I dati sono chiari: l’influenza stagionale è precipitata ai minimi storici. Se lo scorso anno di questi tempi si registrava un indice di contagio di 10,9 casi ogni mille abitanti, ora siamo a poco più di un caso e mezzo (1,6) ogni mille. Nel 2020 a metà febbraio erano già stati colpiti 5 milioni e 632mila italiani.
Quest’anno si conta che 1,6 milioni di persone siano state colpite da una qualche forma parainfluenzale.
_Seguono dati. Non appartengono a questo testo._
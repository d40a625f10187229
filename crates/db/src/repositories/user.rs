//! User repository.

use std::sync::Arc;

use super::map_write_err;
use crate::entities::{EntityStatus, User, user};
use commentable_common::{AppError, AppResult};
use sea_orm::{
    ActiveModelTrait, ColumnTrait, DatabaseConnection, EntityTrait, IntoActiveModel, QueryFilter,
    Set,
};

/// User repository for database operations.
#[derive(Clone)]
pub struct UserRepository {
    db: Arc<DatabaseConnection>,
}

impl UserRepository {
    /// Create a new user repository.
    #[must_use]
    pub const fn new(db: Arc<DatabaseConnection>) -> Self {
        Self { db }
    }

    /// Find a user by ID.
    pub async fn find_by_id(&self, id: &str) -> AppResult<Option<user::Model>> {
        User::find_by_id(id)
            .one(self.db.as_ref())
            .await
            .map_err(|e| AppError::Database(e.to_string()))
    }

    /// Find a user by ID, returning an error if not found.
    pub async fn get_by_id(&self, id: &str) -> AppResult<user::Model> {
        self.find_by_id(id)
            .await?
            .ok_or_else(|| AppError::NotFound(format!("User {id}")))
    }

    /// Find users by IDs.
    pub async fn find_by_ids(&self, ids: &[String]) -> AppResult<Vec<user::Model>> {
        if ids.is_empty() {
            return Ok(vec![]);
        }

        User::find()
            .filter(user::Column::Id.is_in(ids.to_vec()))
            .all(self.db.as_ref())
            .await
            .map_err(|e| AppError::Database(e.to_string()))
    }

    /// Find a user by username, ignoring case.
    pub async fn find_by_username(&self, username: &str) -> AppResult<Option<user::Model>> {
        User::find()
            .filter(user::Column::UsernameLower.eq(username.to_lowercase()))
            .one(self.db.as_ref())
            .await
            .map_err(|e| AppError::Database(e.to_string()))
    }

    /// Find a user by email.
    pub async fn find_by_email(&self, email: &str) -> AppResult<Option<user::Model>> {
        User::find()
            .filter(user::Column::Email.eq(email))
            .one(self.db.as_ref())
            .await
            .map_err(|e| AppError::Database(e.to_string()))
    }

    /// Find an active user by bearer token.
    pub async fn find_by_token(&self, token: &str) -> AppResult<Option<user::Model>> {
        User::find()
            .filter(user::Column::Token.eq(token))
            .filter(user::Column::Status.is_in(EntityStatus::VISIBLE))
            .one(self.db.as_ref())
            .await
            .map_err(|e| AppError::Database(e.to_string()))
    }

    /// Create a new user.
    pub async fn create(&self, model: user::ActiveModel) -> AppResult<user::Model> {
        model
            .insert(self.db.as_ref())
            .await
            .map_err(|e| map_write_err(e, "User"))
    }

    /// Change a user's role.
    pub async fn update_role(
        &self,
        user: user::Model,
        role: user::UserRole,
    ) -> AppResult<user::Model> {
        let mut active = user.into_active_model();
        active.role = Set(role);
        active
            .update(self.db.as_ref())
            .await
            .map_err(|e| AppError::Database(e.to_string()))
    }
}
//! Post entity.

use sea_orm::entity::prelude::*;
use sea_orm::{ConnectionTrait, Set};
use serde::{Deserialize, Serialize};

use super::entity_status::EntityStatus;

#[derive(Clone, Debug, PartialEq, Eq, DeriveEntityModel, Serialize, Deserialize)]
#[sea_orm(table_name = "post")]
pub struct Model {
    #[sea_orm(primary_key, auto_increment = false)]
    pub id: String,

    /// Owner
    pub user_id: String,

    pub title: String,

    #[sea_orm(column_type = "Text")]
    pub content: String,

    /// URL-safe unique handle derived from the title
    #[sea_orm(unique)]
    pub slug: String,

    #[sea_orm(nullable)]
    pub featured_image_url: Option<String>,

    #[sea_orm(nullable)]
    pub published_at: Option<DateTimeWithTimeZone>,

    pub view_count: i64,

    /// Visible comments attached to this post
    pub comment_count: i32,

    pub status: EntityStatus,

    pub created_at: DateTimeWithTimeZone,

    pub updated_at: DateTimeWithTimeZone,
}

#[derive(Copy, Clone, Debug, EnumIter, DeriveRelation)]
pub enum Relation {
    #[sea_orm(
        belongs_to = "super::user::Entity",
        from = "Column::UserId",
        to = "super::user::Column::Id",
        on_delete = "Cascade"
    )]
    User,
}

impl Related<super::user::Entity> for Entity {
    fn to() -> RelationDef {
        Relation::User.def()
    }
}

#[async_trait::async_trait]
impl ActiveModelBehavior for ActiveModel {
    async fn before_save<C>(mut self, _db: &C, insert: bool) -> Result<Self, DbErr>
    where
        C: ConnectionTrait,
    {
        let now: DateTimeWithTimeZone = chrono::Utc::now().into();
        if insert && self.created_at.is_not_set() {
            self.created_at = Set(now);
        }
        self.updated_at = Set(now);
        Ok(self)
    }
}
//! Video service.

use commentable_common::{AppError, AppResult, IdGenerator, Page, PageRequest};
use commentable_db::{
    entities::{EntityStatus, video},
    repositories::{VideoFilter, VideoRepository},
};
use sea_orm::{IntoActiveModel, Set};
use serde::Deserialize;
use validator::Validate;

use crate::authorization::{Actor, Capability};
use crate::status::{self, Authority};

/// Input for creating a video.
#[derive(Debug, Deserialize, Validate)]
#[serde(rename_all = "camelCase")]
pub struct CreateVideoInput {
    #[validate(length(min = 1, max = 200))]
    pub title: String,

    #[validate(length(max = 5000))]
    pub description: Option<String>,

    #[validate(url, length(max = 2048))]
    pub video_url: String,

    #[validate(url, length(max = 2048))]
    pub thumbnail_url: Option<String>,

    /// Length in seconds.
    #[validate(range(min = 1, max = 86400))]
    pub duration: i32,
}

/// Input for updating a video. Absent fields are left unchanged.
#[derive(Debug, Default, Deserialize, Validate)]
#[serde(rename_all = "camelCase")]
pub struct UpdateVideoInput {
    #[validate(length(min = 1, max = 200))]
    pub title: Option<String>,

    #[validate(length(max = 5000))]
    pub description: Option<String>,

    #[validate(url, length(max = 2048))]
    pub video_url: Option<String>,

    #[validate(url, length(max = 2048))]
    pub thumbnail_url: Option<String>,

    #[validate(range(min = 1, max = 86400))]
    pub duration: Option<i32>,
}

/// Listing filters for videos.
#[derive(Debug, Default, Deserialize)]
#[serde(rename_all = "camelCase")]
pub struct VideoQuery {
    /// Substring of the title or description.
    pub search: Option<String>,
    pub user_id: Option<String>,
    /// Honored past visible statuses only for moderators.
    pub status: Option<EntityStatus>,
}

/// Video service for business logic.
#[derive(Clone)]
pub struct VideoService {
    video_repo: VideoRepository,
    id_gen: IdGenerator,
}

impl VideoService {
    /// Page size used when the caller does not ask for one.
    pub const DEFAULT_PAGE_SIZE: u64 = 12;

    /// Create a new video service.
    #[must_use]
    pub const fn new(video_repo: VideoRepository) -> Self {
        Self {
            video_repo,
            id_gen: IdGenerator::new(),
        }
    }

    /// Publish a video owned by the actor.
    pub async fn create(&self, actor: &Actor, input: CreateVideoInput) -> AppResult<video::Model> {
        let user_id = actor.require(Capability::CreateContent)?;
        input.validate()?;

        let model = video::ActiveModel {
            id: Set(self.id_gen.generate()),
            user_id: Set(user_id.to_string()),
            title: Set(input.title),
            description: Set(input.description),
            video_url: Set(input.video_url),
            thumbnail_url: Set(input.thumbnail_url),
            duration: Set(input.duration),
            view_count: Set(0),
            comment_count: Set(0),
            status: Set(EntityStatus::Active),
            ..Default::default()
        };

        let video = self.video_repo.create(model).await?;
        tracing::info!(video_id = %video.id, user_id, "Video created");
        Ok(video)
    }

    /// Get a video the actor is allowed to see.
    pub async fn get(&self, actor: &Actor, id: &str) -> AppResult<video::Model> {
        self.video_repo
            .find_by_id(id)
            .await?
            .filter(|v| actor.can_see(&v.user_id, v.status))
            .ok_or_else(|| AppError::NotFound(format!("Video {id}")))
    }

    /// Edit one of the actor's visible videos.
    pub async fn update(
        &self,
        actor: &Actor,
        id: &str,
        input: UpdateVideoInput,
    ) -> AppResult<video::Model> {
        input.validate()?;
        let video = self.owned_visible(actor, id).await?;

        let mut active = video.into_active_model();
        if let Some(title) = input.title {
            active.title = Set(title);
        }
        if let Some(description) = input.description {
            active.description = Set(Some(description));
        }
        if let Some(video_url) = input.video_url {
            active.video_url = Set(video_url);
        }
        if let Some(thumbnail_url) = input.thumbnail_url {
            active.thumbnail_url = Set(Some(thumbnail_url));
        }
        if let Some(duration) = input.duration {
            active.duration = Set(duration);
        }

        self.video_repo.update(active).await
    }

    /// Soft-delete one of the actor's videos.
    pub async fn delete(&self, actor: &Actor, id: &str) -> AppResult<video::Model> {
        let user_id = actor.require(Capability::CreateContent)?;
        let video = self.get(actor, id).await?;
        if video.user_id != user_id {
            return Err(AppError::Forbidden("Not the owner of this video".to_string()));
        }
        status::check(Authority::Owner, video.status, EntityStatus::Deleted)?;

        let deleted = self
            .video_repo
            .set_status(video, EntityStatus::Deleted)
            .await?;
        tracing::info!(video_id = %deleted.id, user_id, "Video deleted");
        Ok(deleted)
    }

    /// Apply a moderation transition.
    pub async fn set_status(
        &self,
        actor: &Actor,
        id: &str,
        to: EntityStatus,
    ) -> AppResult<video::Model> {
        let moderator_id = actor.require(Capability::ModerateContent)?;
        let video = self.video_repo.get_by_id(id).await?;
        status::check(Authority::Moderator, video.status, to)?;

        let updated = self.video_repo.set_status(video, to).await?;
        tracing::info!(video_id = %updated.id, moderator_id, status = ?to, "Video status changed");
        Ok(updated)
    }

    /// List videos.
    pub async fn list(
        &self,
        actor: &Actor,
        query: VideoQuery,
        request: &PageRequest,
    ) -> AppResult<Page<video::Model>> {
        let filter = VideoFilter {
            search: query.search.filter(|s| !s.trim().is_empty()),
            user_id: query.user_id,
            statuses: actor.listable_statuses(query.status),
        };
        self.video_repo.list(&filter, request).await
    }

    /// Count one view of a visible video.
    pub async fn record_view(&self, id: &str) -> AppResult<()> {
        if self.video_repo.record_view(id).await? {
            Ok(())
        } else {
            Err(AppError::NotFound(format!("Video {id}")))
        }
    }

    async fn owned_visible(&self, actor: &Actor, id: &str) -> AppResult<video::Model> {
        let user_id = actor.require(Capability::CreateContent)?;
        let video = self.get(actor, id).await?;
        if video.user_id != user_id {
            return Err(AppError::Forbidden("Not the owner of this video".to_string()));
        }
        if !video.status.is_visible() {
            return Err(AppError::Conflict(format!(
                "Video {id} is {:?} and cannot be edited",
                video.status
            )));
        }
        Ok(video)
    }
}
//! API integration tests.
//!
//! These drive the full router over a mock database.

#![allow(clippy::unwrap_used, clippy::expect_used)]

use std::collections::BTreeMap;
use std::sync::Arc;

use axum::{
    Router,
    body::{Body, to_bytes},
    http::{Request, StatusCode, header},
    response::Response,
};
use chrono::Utc;
use commentable_api::{AppState, app};
use commentable_common::Config;
use commentable_db::entities::{
    EntityStatus,
    comment::{self, CommentableType},
    reaction::{self, ReactionType},
    user::{self, UserRole},
};
use sea_orm::{DatabaseBackend, DbErr, MockDatabase, MockExecResult, RuntimeErr, Value};
use serde_json::Value as Json;
use tower::ServiceExt;

fn test_app(db: MockDatabase) -> Router {
    let config = Config::for_database_url("postgres://localhost/test");
    app(AppState::new(Arc::new(db.into_connection()), config))
}

fn mock_db() -> MockDatabase {
    MockDatabase::new(DatabaseBackend::Postgres)
}

fn create_test_user(id: &str, role: UserRole) -> user::Model {
    user::Model {
        id: id.to_string(),
        username: format!("user_{id}"),
        username_lower: format!("user_{id}"),
        email: format!("{id}@example.com"),
        password_hash: String::new(),
        token: Some(format!("token-{id}")),
        display_name: None,
        avatar_url: None,
        bio: None,
        role,
        status: EntityStatus::Active,
        created_at: Utc::now().into(),
        updated_at: Utc::now().into(),
    }
}

fn create_test_comment(id: &str, user_id: &str) -> comment::Model {
    comment::Model {
        id: id.to_string(),
        user_id: user_id.to_string(),
        content: "Nice post".to_string(),
        commentable_type: CommentableType::Post,
        commentable_id: "p1".to_string(),
        parent_comment_id: None,
        depth: 0,
        reply_count: 0,
        reaction_count: 1,
        status: EntityStatus::Active,
        created_at: Utc::now().into(),
        updated_at: Utc::now().into(),
    }
}

fn count_row(n: i64) -> BTreeMap<&'static str, Value> {
    maplit::btreemap! { "num_items" => Value::BigInt(Some(n)) }
}

const fn exec_ok() -> MockExecResult {
    MockExecResult {
        last_insert_id: 0,
        rows_affected: 1,
    }
}

fn get(uri: &str) -> Request<Body> {
    Request::builder().uri(uri).body(Body::empty()).unwrap()
}

fn send_json(method: &str, uri: &str, token: Option<&str>, body: &str) -> Request<Body> {
    let mut builder = Request::builder()
        .uri(uri)
        .method(method)
        .header(header::CONTENT_TYPE, "application/json");
    if let Some(token) = token {
        builder = builder.header(header::AUTHORIZATION, format!("Bearer {token}"));
    }
    builder.body(Body::from(body.to_string())).unwrap()
}

async fn body_json(response: Response) -> Json {
    let bytes = to_bytes(response.into_body(), usize::MAX).await.unwrap();
    serde_json::from_slice(&bytes).unwrap()
}

#[tokio::test]
async fn test_health_pings_database() {
    let app = test_app(mock_db().append_exec_results([exec_ok()]));

    let response = app.oneshot(get("/health")).await.unwrap();

    assert_eq!(response.status(), StatusCode::OK);
    assert_eq!(body_json(response).await["status"], "ok");
}

#[tokio::test]
async fn test_unknown_endpoint_returns_404() {
    let app = test_app(mock_db());
    let response = app.oneshot(get("/api/nonexistent")).await.unwrap();
    assert_eq!(response.status(), StatusCode::NOT_FOUND);
}

#[tokio::test]
async fn test_me_without_token_is_unauthorized() {
    let app = test_app(mock_db());

    let response = app.oneshot(get("/api/users/me")).await.unwrap();

    assert_eq!(response.status(), StatusCode::UNAUTHORIZED);
    let body = body_json(response).await;
    assert_eq!(body["error"]["code"], "UNAUTHORIZED");
}

#[tokio::test]
async fn test_me_with_token() {
    let app = test_app(mock_db().append_query_results([[create_test_user("u1", UserRole::User)]]));

    let request = Request::builder()
        .uri("/api/users/me")
        .header(header::AUTHORIZATION, "Bearer token-u1")
        .body(Body::empty())
        .unwrap();
    let response = app.oneshot(request).await.unwrap();

    assert_eq!(response.status(), StatusCode::OK);
    let body = body_json(response).await;
    assert_eq!(body["data"]["username"], "user_u1");
    assert_eq!(body["data"]["role"], "User");
    assert_eq!(body["data"]["email"], "u1@example.com");
    assert!(body["data"].get("passwordHash").is_none());
}

#[tokio::test]
async fn test_anonymous_comment_is_unauthorized() {
    let app = test_app(mock_db());

    let response = app
        .oneshot(send_json(
            "POST",
            "/api/comments",
            None,
            r#"{"content":"hi","commentableType":"Post","commentableId":"p1"}"#,
        ))
        .await
        .unwrap();

    assert_eq!(response.status(), StatusCode::UNAUTHORIZED);
}

#[tokio::test]
async fn test_register_validation_error() {
    let app = test_app(mock_db());

    let response = app
        .oneshot(send_json(
            "POST",
            "/api/users",
            None,
            r#"{"username":"x!","email":"x@example.com","password":"long enough"}"#,
        ))
        .await
        .unwrap();

    assert_eq!(response.status(), StatusCode::BAD_REQUEST);
    assert_eq!(body_json(response).await["error"]["code"], "VALIDATION_ERROR");
}

#[tokio::test]
async fn test_comment_listing_envelope() {
    let app = test_app(mock_db().append_query_results([[count_row(0)]]));

    let response = app
        .oneshot(get("/api/comments?commentableType=Post&commentableId=p1&sortBy=replyCount"))
        .await
        .unwrap();

    assert_eq!(response.status(), StatusCode::OK);
    let body = body_json(response).await;
    let page = &body["data"];
    assert_eq!(page["items"], serde_json::json!([]));
    assert_eq!(page["page"], 1);
    assert_eq!(page["pageSize"], 20);
    assert_eq!(page["totalPages"], 0);
    assert_eq!(page["hasNextPage"], false);
    assert_eq!(page["hasPreviousPage"], false);
}

#[tokio::test]
async fn test_video_page_size_is_clamped() {
    let app = test_app(mock_db().append_query_results([[count_row(0)]]));

    let response = app
        .oneshot(get("/api/videos?pageSize=500&page=0"))
        .await
        .unwrap();

    assert_eq!(response.status(), StatusCode::OK);
    let body = body_json(response).await;
    assert_eq!(body["data"]["pageSize"], 100);
    assert_eq!(body["data"]["page"], 1);
}

#[tokio::test]
async fn test_posts_default_page_size() {
    let app = test_app(mock_db().append_query_results([[count_row(0)]]));

    let response = app.oneshot(get("/api/posts")).await.unwrap();

    let body = body_json(response).await;
    assert_eq!(body["data"]["pageSize"], 10);
}

#[tokio::test]
async fn test_reaction_toggle_off_returns_null() {
    let existing = reaction::Model {
        id: "r1".to_string(),
        user_id: "u2".to_string(),
        comment_id: "c1".to_string(),
        reaction_type: ReactionType::Like,
        created_at: Utc::now().into(),
        updated_at: Utc::now().into(),
    };
    let app = test_app(
        mock_db()
            .append_query_results([[create_test_user("u2", UserRole::User)]])
            .append_query_results([[create_test_comment("c1", "u1")]])
            .append_query_results([[existing]])
            .append_exec_results([exec_ok(), exec_ok()]),
    );

    let response = app
        .oneshot(send_json(
            "POST",
            "/api/reactions",
            Some("token-u2"),
            r#"{"commentId":"c1","reactionType":"Like"}"#,
        ))
        .await
        .unwrap();

    assert_eq!(response.status(), StatusCode::OK);
    let body = body_json(response).await;
    assert!(body["data"].is_null());
    assert!(body.get("data").is_some());
}

#[tokio::test]
async fn test_review_by_plain_user_is_forbidden() {
    let app = test_app(mock_db().append_query_results([[create_test_user("u1", UserRole::User)]]));

    let response = app
        .oneshot(send_json(
            "PUT",
            "/api/reports/r1/review",
            Some("token-u1"),
            r#"{"status":"Resolved"}"#,
        ))
        .await
        .unwrap();

    assert_eq!(response.status(), StatusCode::FORBIDDEN);
    assert_eq!(body_json(response).await["error"]["code"], "FORBIDDEN");
}

#[tokio::test]
async fn test_database_error_hides_details() {
    let app = test_app(
        mock_db().append_query_errors([DbErr::Query(RuntimeErr::Internal(
            "connection reset".to_string(),
        ))]),
    );

    let response = app.oneshot(get("/api/videos/v1")).await.unwrap();

    assert_eq!(response.status(), StatusCode::INTERNAL_SERVER_ERROR);
    let body = body_json(response).await;
    assert_eq!(body["error"]["code"], "DATABASE_ERROR");
    assert_eq!(body["error"]["message"], "Internal server error");
}

#[tokio::test]
async fn test_stats_for_anonymous_viewer() {
    let app = test_app(
        mock_db()
            .append_query_results([[count_row(2)]])
            .append_query_results([[count_row(2)]])
            .append_query_results([[count_row(2)]])
            .append_query_results([[count_row(2)]]),
    );

    let response = app.oneshot(get("/api/stats")).await.unwrap();

    assert_eq!(response.status(), StatusCode::OK);
    let body = body_json(response).await;
    assert_eq!(body["data"]["totalComments"], 2);
    assert!(body["data"].get("moderation").is_none());
}

#[tokio::test]
async fn test_negative_page_clamps_to_first_page() {
    let app = test_app(mock_db().append_query_results([[count_row(0)]]));

    let response = app
        .oneshot(get("/api/videos?page=-1&pageSize=-3"))
        .await
        .unwrap();

    assert_eq!(response.status(), StatusCode::OK);
    let body = body_json(response).await;
    assert_eq!(body["data"]["page"], 1);
    assert_eq!(body["data"]["pageSize"], 1);
}

#[tokio::test]
async fn test_far_page_returns_empty_page() {
    // Only the count runs; the slice is skipped past the end.
    let app = test_app(mock_db().append_query_results([[count_row(15)]]));

    let response = app
        .oneshot(get("/api/videos?page=9223372036854775807&pageSize=100"))
        .await
        .unwrap();

    assert_eq!(response.status(), StatusCode::OK);
    let body = body_json(response).await;
    assert_eq!(body["data"]["items"], serde_json::json!([]));
    assert_eq!(body["data"]["totalCount"], 15);
    assert_eq!(body["data"]["hasNextPage"], false);
}

#[tokio::test]
async fn test_unparsable_page_uses_error_envelope() {
    let app = test_app(mock_db());

    let response = app
        .oneshot(get("/api/videos?page=18446744073709551615"))
        .await
        .unwrap();

    assert_eq!(response.status(), StatusCode::BAD_REQUEST);
    assert_eq!(body_json(response).await["error"]["code"], "BAD_REQUEST");
}

#[tokio::test]
async fn test_unknown_enum_filter_uses_error_envelope() {
    let app = test_app(mock_db());

    let response = app
        .oneshot(get("/api/reports?status=bogus"))
        .await
        .unwrap();

    assert_eq!(response.status(), StatusCode::BAD_REQUEST);
    let body = body_json(response).await;
    assert_eq!(body["error"]["code"], "BAD_REQUEST");
    assert!(body["error"]["message"].is_string());
}

#[tokio::test]
async fn test_malformed_json_body_uses_error_envelope() {
    let app = test_app(mock_db());

    let response = app
        .oneshot(send_json("POST", "/api/users", None, "{not json"))
        .await
        .unwrap();

    assert_eq!(response.status(), StatusCode::BAD_REQUEST);
    assert_eq!(body_json(response).await["error"]["code"], "BAD_REQUEST");
}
Sono gli effetti collaterali, almeno in questo caso positivi, della pandemia da Covid-19. Intanto perché una percentuale più ampia di popolazione nei mesi scorsi si era vaccinata contro l’influenza e poi, soprattutto, perché l’utilizzo della mascherina ha ridotto notevolmente le possibilità di contagiarsi. Lo rilevano anche le farmacie che in questi mesi hanno registrato una fortissima contrazione nella vendita dei prodotti antinfluenzali.
Secondo Andrea Bellon, presidente di Federfarma Veneto, le vendite sono precipitate tra il 50% e l’80% a seconda delle farmacie. «Queste mancate vendite portano a un calo delle entrate e dei fatturati delle farmacie – spiega Bellon – ma già da diversi anni la sostenibilità delle farmacie non è dato solo dalla vendita di medicinali per la patologia influenzale, bensì da una serie di prodotti legati al mondo della salute e del benessere». E qui subentra la crisi generalizzata dovuta alla pandemia: «Le persone stanno a casa e non hanno interessi o necessità come al solito. Stando in casa – aggiunge – vengono meno anche le vendite di prodotti per chi lavora e per chi viaggia». Inoltre, continua Bellon, ci sono varie tipologie di dispositivi medici, di farmaci da banco e parafarmaci legati ai viaggi e al tempo libero che con l’annullamento di viaggi e di attività sportive non si vendono: dal solare, al cosmetico, ai prodotti per i viaggi, o quelli per il mal d’auto. Sono farmaci legati a delle dinamiche che per ora non ci sono più. Ancora: con il blocco o comunque la sospensione delle attività ordinarie negli ospedali sono drasticamente diminuite le prenotazioni di visite agli ospedali o ai distretti effettuate nelle farmacie. Visite e interventi, poi, che essendo stati posticipati o annullati hanno comportato una riduzione dell’accesso ad alcuni farmaci ed integratori che sono di prescrizione specialistica.
Il risultato di tutti questi fattori è una certa sofferenza delle farmacie del veneziano e in particolare in quelle del centro storico: «Ci preoccupano perché sono in un numero nettamente superiore rispetto ai parametri di legge e la loro sostenibilità era legata al mondo del turismo. Quindi in assenza di turismo, in questo momento ci sono delle situazioni davvero critiche. Per quanto riguarda la terraferma, la vendita di qualche mascherina non copre il calo del fatturato e c’è una minor propensione a spendere, però la situazione non è quella di Venezia. In terraferma la farmacia viene ancora percepita come un presidio di prossimità, vicina ai cittadini, storicamente collocata nel quartiere o nel paese dove può anche aver chiuso lo sportello bancario o la Posta ma la farmacia è rimasta. Questo garantisce un afflusso abbastanza stabile – chiude Bellon – rispetto ad altre attività che sono state anche più penalizzate delle farmacie in questo periodo».